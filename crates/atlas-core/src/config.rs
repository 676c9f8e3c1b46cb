use crate::error::Result;
use serde::{Deserialize, Serialize};
use std::path::Path;

// ---------------------------------------------------------------------------
// ScanConfig
// ---------------------------------------------------------------------------

#[derive(Debug, Clone, Serialize, Deserialize)]
pub struct ScanConfig {
    /// Directory names excluded from every walk: dependency caches and
    /// build output. Hidden entries are always excluded on top of these.
    #[serde(default = "default_skip_dirs")]
    pub skip_dirs: Vec<String>,
    /// Extensions counted as source files by the test-coverage estimate.
    #[serde(default = "default_source_extensions")]
    pub source_extensions: Vec<String>,
    /// Files (or directories) whose presence marks a directory as a project.
    #[serde(default = "default_project_indicators")]
    pub project_indicators: Vec<String>,
}

fn default_skip_dirs() -> Vec<String> {
    [
        "node_modules",
        "vendor",
        "target",
        "build",
        "dist",
        "out",
        "__pycache__",
    ]
    .iter()
    .map(|s| s.to_string())
    .collect()
}

fn default_source_extensions() -> Vec<String> {
    ["go", "js", "ts", "py", "rs", "java"]
        .iter()
        .map(|s| s.to_string())
        .collect()
}

fn default_project_indicators() -> Vec<String> {
    [
        "package.json",
        "requirements.txt",
        "go.mod",
        "Cargo.toml",
        "pom.xml",
        "build.gradle",
        ".git",
        "README.md",
    ]
    .iter()
    .map(|s| s.to_string())
    .collect()
}

impl Default for ScanConfig {
    fn default() -> Self {
        Self {
            skip_dirs: default_skip_dirs(),
            source_extensions: default_source_extensions(),
            project_indicators: default_project_indicators(),
        }
    }
}

// ---------------------------------------------------------------------------
// ActivityConfig
// ---------------------------------------------------------------------------

#[derive(Debug, Clone, Serialize, Deserialize)]
pub struct ActivityConfig {
    /// File modifications within this many days count as recent.
    #[serde(default = "default_recent_window_days")]
    pub recent_window_days: u32,
    /// Commits within this many days contribute to the progress estimate.
    #[serde(default = "default_commit_window_days")]
    pub commit_window_days: u32,
    /// Upper bound on each git subprocess query.
    #[serde(default = "default_git_timeout_secs")]
    pub git_timeout_secs: u64,
    /// Root-level files or directories indicating a buildable/deployable
    /// project.
    #[serde(default = "default_build_indicators")]
    pub build_indicators: Vec<String>,
}

fn default_recent_window_days() -> u32 {
    7
}

fn default_commit_window_days() -> u32 {
    14
}

fn default_git_timeout_secs() -> u64 {
    5
}

fn default_build_indicators() -> Vec<String> {
    [
        "dist",
        "build",
        "target",
        "bin",
        "out",
        "Dockerfile",
        "docker-compose.yml",
        "package-lock.json",
        "yarn.lock",
        "go.sum",
        "Cargo.lock",
    ]
    .iter()
    .map(|s| s.to_string())
    .collect()
}

impl Default for ActivityConfig {
    fn default() -> Self {
        Self {
            recent_window_days: default_recent_window_days(),
            commit_window_days: default_commit_window_days(),
            git_timeout_secs: default_git_timeout_secs(),
            build_indicators: default_build_indicators(),
        }
    }
}

// ---------------------------------------------------------------------------
// Config
// ---------------------------------------------------------------------------

#[derive(Debug, Clone, Default, Serialize, Deserialize)]
pub struct Config {
    #[serde(default)]
    pub scan: ScanConfig,
    #[serde(default)]
    pub activity: ActivityConfig,
}

impl Config {
    pub fn load(path: &Path) -> Result<Config> {
        let content = std::fs::read_to_string(path)?;
        Ok(serde_yaml::from_str(&content)?)
    }

    /// Load `path` if it exists, falling back to defaults otherwise.
    pub fn load_or_default(path: &Path) -> Result<Config> {
        if !path.exists() {
            return Ok(Config::default());
        }
        Config::load(path)
    }
}

// ---------------------------------------------------------------------------
// Tests
// ---------------------------------------------------------------------------
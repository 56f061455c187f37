//! Promotion failures must leave the repository exactly as it was.

use std::fs;
use std::path::PathBuf;

use specforge::core::types::{ArtifactKind, ArtifactSet, CheckKind};
use specforge::io::staging::StagingArea;
use specforge::pipeline::{AbandonReason, Orchestrator, SpecOutcome};
use specforge::promote::{PromotionManager, PromotionSettings};
use specforge::test_support::{
    ScriptedCheck, ScriptedService, TestRepo, bubble_sort_spec, spec_yaml,
};
use specforge::validate::ValidationHarness;

const DOC_PATH: &str = "docs/source/algorithms/sorting/bubble_sort.rst";
const CODE_PATH: &str = "algolib/algorithms/sorting/bubble_sort.py";

fn harness() -> ValidationHarness {
    ValidationHarness::new(vec![Box::new(
        ScriptedCheck::new("pytest", CheckKind::Test).passing(),
    )])
}

fn setup() -> (TestRepo, PathBuf) {
    let repo = TestRepo::new().expect("repo");
    repo.write(DOC_PATH, "Sorting\n=======\n").expect("doc");
    let spec = repo
        .write_spec("bubble_sort.yml", &spec_yaml("Bubble Sort", "sorting"))
        .expect("spec");
    repo.commit_all("docs: sorting index").expect("commit");
    (repo, spec)
}

fn promotion_error(outcome: &SpecOutcome) -> &str {
    match outcome {
        SpecOutcome::Abandoned {
            reason: AbandonReason::Promotion { error },
            staging: None,
        } => error,
        other => panic!("expected promotion failure, got {other:?}"),
    }
}

fn assert_untouched(repo: &TestRepo, head: &str) {
    assert_eq!(repo.git().current_branch().expect("branch"), "main");
    assert_eq!(repo.git().head_sha().expect("head"), head);
    assert!(
        !repo
            .git()
            .branch_exists("agent/bubble_sort")
            .expect("exists")
    );
    assert_eq!(repo.read(DOC_PATH).expect("doc"), "Sorting\n=======\n");
    assert!(!repo.path().join(CODE_PATH).exists());
    assert!(!repo.path().join("algolib").exists());
    assert!(!repo.path().join(".agent-tmp/bubble_sort").exists());
    assert!(
        repo.git().status_porcelain().expect("status").is_empty(),
        "worktree should be clean"
    );
}

#[test]
fn promoted_doc_extends_existing_document() {
    let (repo, spec) = setup();
    let service = ScriptedService::default().with_default_artifacts(1);
    let cfg = repo.config();
    let orchestrator = Orchestrator::new(repo.path(), &cfg, &service, harness(), false).expect("orch");

    let summary = orchestrator.run(&[spec]);
    assert!(summary.runs[0].is_promoted(), "{:?}", summary.runs[0].outcome);
    let doc = repo
        .run_git(&["show", &format!("agent/bubble_sort:{DOC_PATH}")])
        .expect("show");
    assert_eq!(doc, "Sorting\n=======\n\nAlgorithm\n=========\n");
    // `main` keeps its own copy.
    assert_eq!(repo.read(DOC_PATH).expect("doc"), "Sorting\n=======\n");
}

#[test]
fn push_failure_rolls_back_everything() {
    let (repo, spec) = setup();
    let head = repo.git().head_sha().expect("head");
    let missing = repo.path().join("../does-not-exist.git");
    repo.run_git(&["remote", "set-url", "origin", &missing.to_string_lossy()])
        .expect("set-url");

    let service = ScriptedService::default().with_default_artifacts(1);
    let cfg = repo.config();
    let orchestrator = Orchestrator::new(repo.path(), &cfg, &service, harness(), false).expect("orch");
    let summary = orchestrator.run(&[spec]);

    let error = promotion_error(&summary.runs[0].outcome);
    assert!(error.contains("promotion failed at push step"), "{error}");
    assert_untouched(&repo, &head);
    assert!(repo.origin_branches().expect("origin").is_empty());
}

#[cfg(unix)]
#[test]
fn commit_failure_rolls_back_everything() {
    let (repo, spec) = setup();
    let head = repo.git().head_sha().expect("head");
    repo.install_hook("pre-commit", "#!/bin/sh\necho 'rejected by hook' >&2\nexit 1\n")
        .expect("hook");

    let service = ScriptedService::default().with_default_artifacts(1);
    let cfg = repo.config();
    let orchestrator = Orchestrator::new(repo.path(), &cfg, &service, harness(), false).expect("orch");
    let summary = orchestrator.run(&[spec]);

    let error = promotion_error(&summary.runs[0].outcome);
    assert!(error.contains("promotion failed at commit step"), "{error}");
    assert!(error.contains("rejected by hook"), "{error}");
    assert_untouched(&repo, &head);
}

#[test]
fn dirty_worktree_is_refused_before_any_move() {
    let (repo, spec) = setup();
    let head = repo.git().head_sha().expect("head");
    repo.write("notes.txt", "work in progress\n").expect("write");

    let service = ScriptedService::default().with_default_artifacts(1);
    let cfg = repo.config();
    let orchestrator = Orchestrator::new(repo.path(), &cfg, &service, harness(), false).expect("orch");
    let summary = orchestrator.run(&[spec]);

    let error = promotion_error(&summary.runs[0].outcome);
    assert!(error.contains("preflight"), "{error}");
    assert!(error.contains("notes.txt"), "{error}");
    assert_eq!(repo.git().head_sha().expect("head"), head);
    assert_eq!(repo.read("notes.txt").expect("notes"), "work in progress\n");
    assert!(!repo.path().join(CODE_PATH).exists());
    assert!(!repo.git().branch_exists("agent/bubble_sort").expect("exists"));
}

#[test]
fn detached_head_is_refused() {
    let (repo, spec) = setup();
    let head = repo.git().head_sha().expect("head");
    repo.run_git(&["checkout", "-q", "--detach"]).expect("detach");

    let service = ScriptedService::default().with_default_artifacts(1);
    let cfg = repo.config();
    let orchestrator = Orchestrator::new(repo.path(), &cfg, &service, harness(), false).expect("orch");
    let summary = orchestrator.run(&[spec]);

    let error = promotion_error(&summary.runs[0].outcome);
    assert!(error.contains("detached HEAD"), "{error}");
    assert_eq!(repo.git().head_sha().expect("head"), head);
    assert!(!repo.git().branch_exists("agent/bubble_sort").expect("exists"));
}

#[test]
fn uncommitted_spec_files_do_not_block_promotion() {
    let repo = TestRepo::new().expect("repo");
    let spec = repo
        .write_spec("bubble_sort.yml", &spec_yaml("Bubble Sort", "sorting"))
        .expect("spec");
    let service = ScriptedService::default().with_default_artifacts(1);
    let cfg = repo.config();
    let orchestrator = Orchestrator::new(repo.path(), &cfg, &service, harness(), false).expect("orch");

    let summary = orchestrator.run(&[spec]);
    let SpecOutcome::Promoted { record } = &summary.runs[0].outcome else {
        panic!("expected promotion, got {:?}", summary.runs[0].outcome);
    };
    let files = repo.git().files_in_commit(&record.commit).expect("files");
    assert_eq!(files.len(), 4);
    assert!(files.iter().all(|file| !file.starts_with("specs/")));
    assert!(repo.path().join("specs/bubble_sort.yml").exists());
}

#[test]
fn detached_head_removes_staging_before_returning() {
    let (repo, _spec) = setup();
    repo.run_git(&["checkout", "-q", "--detach"]).expect("detach");
    let staging = StagingArea::create(repo.path(), ".agent-tmp", "bubble_sort").expect("staging");
    let staged = staging.root().join(CODE_PATH);
    fs::create_dir_all(staged.parent().expect("parent")).expect("mkdir");
    fs::write(&staged, "x = 1\n").expect("write");
    let mut artifacts = ArtifactSet::default();
    artifacts.insert(ArtifactKind::Code, staged);

    let git = repo.git();
    let settings = PromotionSettings {
        remote: "origin".to_string(),
        branch_prefix: "agent/".to_string(),
        allowed_dirty: vec![".agent-tmp/".to_string()],
    };
    let err = PromotionManager::new(&git, repo.path(), &settings)
        .promote(&bubble_sort_spec(), &artifacts, &staging)
        .unwrap_err();

    assert!(format!("{err:#}").contains("detached HEAD"), "{err:#}");
    assert!(!staging.exists());
    assert!(!repo.path().join(CODE_PATH).exists());
}

#[test]
fn spec_file_with_spaces_does_not_block_promotion() {
    let repo = TestRepo::new().expect("repo");
    let spec = repo
        .write_spec("bubble sort.yml", &spec_yaml("Bubble Sort", "sorting"))
        .expect("spec");
    let service = ScriptedService::default().with_default_artifacts(1);
    let cfg = repo.config();
    let orchestrator = Orchestrator::new(repo.path(), &cfg, &service, harness(), false).expect("orch");

    let summary = orchestrator.run(&[spec]);
    assert!(summary.runs[0].is_promoted(), "{:?}", summary.runs[0].outcome);
    assert!(repo.path().join("specs/bubble sort.yml").exists());
}
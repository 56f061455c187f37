//! Blocking child-process execution with a wall-clock bound and capped output.

use std::io::{Read, Write};
use std::process::{Child, Command, ExitStatus, Stdio};
use std::thread::{self, JoinHandle};
use std::time::Duration;

use anyhow::{Context, Result, anyhow};
use tracing::{debug, instrument, warn};
use wait_timeout::ChildExt;

/// Captured result of one child process.
#[derive(Debug)]
pub struct CommandOutput {
    pub status: ExitStatus,
    pub stdout: Vec<u8>,
    pub stderr: Vec<u8>,
    /// Bytes dropped from each stream once the limit was reached.
    pub stdout_truncated: usize,
    pub stderr_truncated: usize,
    pub timed_out: bool,
}

impl CommandOutput {
    /// Exited zero within the time bound.
    pub fn success(&self) -> bool {
        !self.timed_out && self.status.success()
    }

    pub fn stdout_text(&self) -> String {
        String::from_utf8_lossy(&self.stdout).into_owned()
    }

    /// Both streams plus truncation and timeout notices, as one text blob.
    pub fn combined_text(&self, label: &str) -> String {
        let mut buf = String::new();
        buf.push_str(&String::from_utf8_lossy(&self.stdout));
        if self.stdout_truncated > 0 {
            buf.push_str(&format!(
                "\n[{label} stdout truncated {} bytes]",
                self.stdout_truncated
            ));
        }
        if !self.stderr.is_empty() {
            if !buf.is_empty() && !buf.ends_with('\n') {
                buf.push('\n');
            }
            buf.push_str(&String::from_utf8_lossy(&self.stderr));
        }
        if self.stderr_truncated > 0 {
            buf.push_str(&format!(
                "\n[{label} stderr truncated {} bytes]",
                self.stderr_truncated
            ));
        }
        if self.timed_out {
            buf.push_str(&format!("\n[{label} timed out]"));
        }
        buf
    }
}

/// Run `cmd` to completion, killing it after `timeout`.
///
/// stdin, stdout and stderr are serviced on their own threads so a chatty
/// child can never block on a full pipe. At most `output_limit_bytes` of each
/// output stream is kept; the rest is drained and counted.
#[instrument(skip_all, fields(program = ?cmd.get_program(), timeout_secs = timeout.as_secs()))]
pub fn run_bounded(
    mut cmd: Command,
    stdin: Option<&[u8]>,
    timeout: Duration,
    output_limit_bytes: usize,
) -> Result<CommandOutput> {
    cmd.stdin(if stdin.is_some() {
        Stdio::piped()
    } else {
        Stdio::null()
    });
    cmd.stdout(Stdio::piped()).stderr(Stdio::piped());

    let mut child = cmd
        .spawn()
        .with_context(|| format!("spawn {:?}", cmd.get_program()))?;
    debug!(pid = child.id(), "child spawned");

    let stdin_handle = match stdin {
        Some(input) => Some(spawn_stdin_writer(&mut child, input.to_vec())?),
        None => None,
    };
    let stdout = child
        .stdout
        .take()
        .ok_or_else(|| anyhow!("stdout was not piped"))?;
    let stderr = child
        .stderr
        .take()
        .ok_or_else(|| anyhow!("stderr was not piped"))?;
    let stdout_handle = thread::spawn(move || read_capped(stdout, output_limit_bytes));
    let stderr_handle = thread::spawn(move || read_capped(stderr, output_limit_bytes));

    let (status, timed_out) = match child.wait_timeout(timeout).context("wait for child")? {
        Some(status) => (status, false),
        None => {
            warn!(timeout_secs = timeout.as_secs(), "child timed out, killing");
            child.kill().context("kill timed out child")?;
            (child.wait().context("reap killed child")?, true)
        }
    };

    if let Some(handle) = stdin_handle {
        // A child that exits without reading its input closes the pipe early.
        if let Err(err) = join(handle, "stdin")? {
            debug!(err = %err, "stdin writer stopped early");
        }
    }
    let (stdout, stdout_truncated) = join(stdout_handle, "stdout")??;
    let (stderr, stderr_truncated) = join(stderr_handle, "stderr")??;
    if stdout_truncated > 0 || stderr_truncated > 0 {
        warn!(stdout_truncated, stderr_truncated, "child output truncated");
    }

    debug!(exit_code = ?status.code(), timed_out, "child finished");
    Ok(CommandOutput {
        status,
        stdout,
        stderr,
        stdout_truncated,
        stderr_truncated,
        timed_out,
    })
}

fn spawn_stdin_writer(child: &mut Child, input: Vec<u8>) -> Result<JoinHandle<Result<()>>> {
    let mut pipe = child
        .stdin
        .take()
        .ok_or_else(|| anyhow!("stdin was not piped"))?;
    Ok(thread::spawn(move || {
        pipe.write_all(&input).context("write child stdin")?;
        // Dropping the pipe signals EOF.
        drop(pipe);
        Ok(())
    }))
}

fn join<T>(handle: JoinHandle<T>, stream: &str) -> Result<T> {
    handle
        .join()
        .map_err(|_| anyhow!("{stream} thread panicked"))
}

fn read_capped<R: Read>(mut reader: R, limit: usize) -> Result<(Vec<u8>, usize)> {
    let mut kept = Vec::new();
    let mut dropped = 0usize;
    let mut chunk = [0u8; 8192];
    loop {
        let n = reader.read(&mut chunk).context("read child output")?;
        if n == 0 {
            break;
        }
        let room = limit.saturating_sub(kept.len());
        let keep = n.min(room);
        kept.extend_from_slice(&chunk[..keep]);
        dropped += n - keep;
    }
    Ok((kept, dropped))
}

•••

→ **Directions for this task**:
In the entries above, find each line that has the word "const". Copy it.

→ **Exercise answer**:
const DOC_PATH: &str = "docs/source/algorithms/sorting/bubble_sort.rst";
const CODE_PATH: &str = "algolib/algorithms/sorting/bubble_sort.py";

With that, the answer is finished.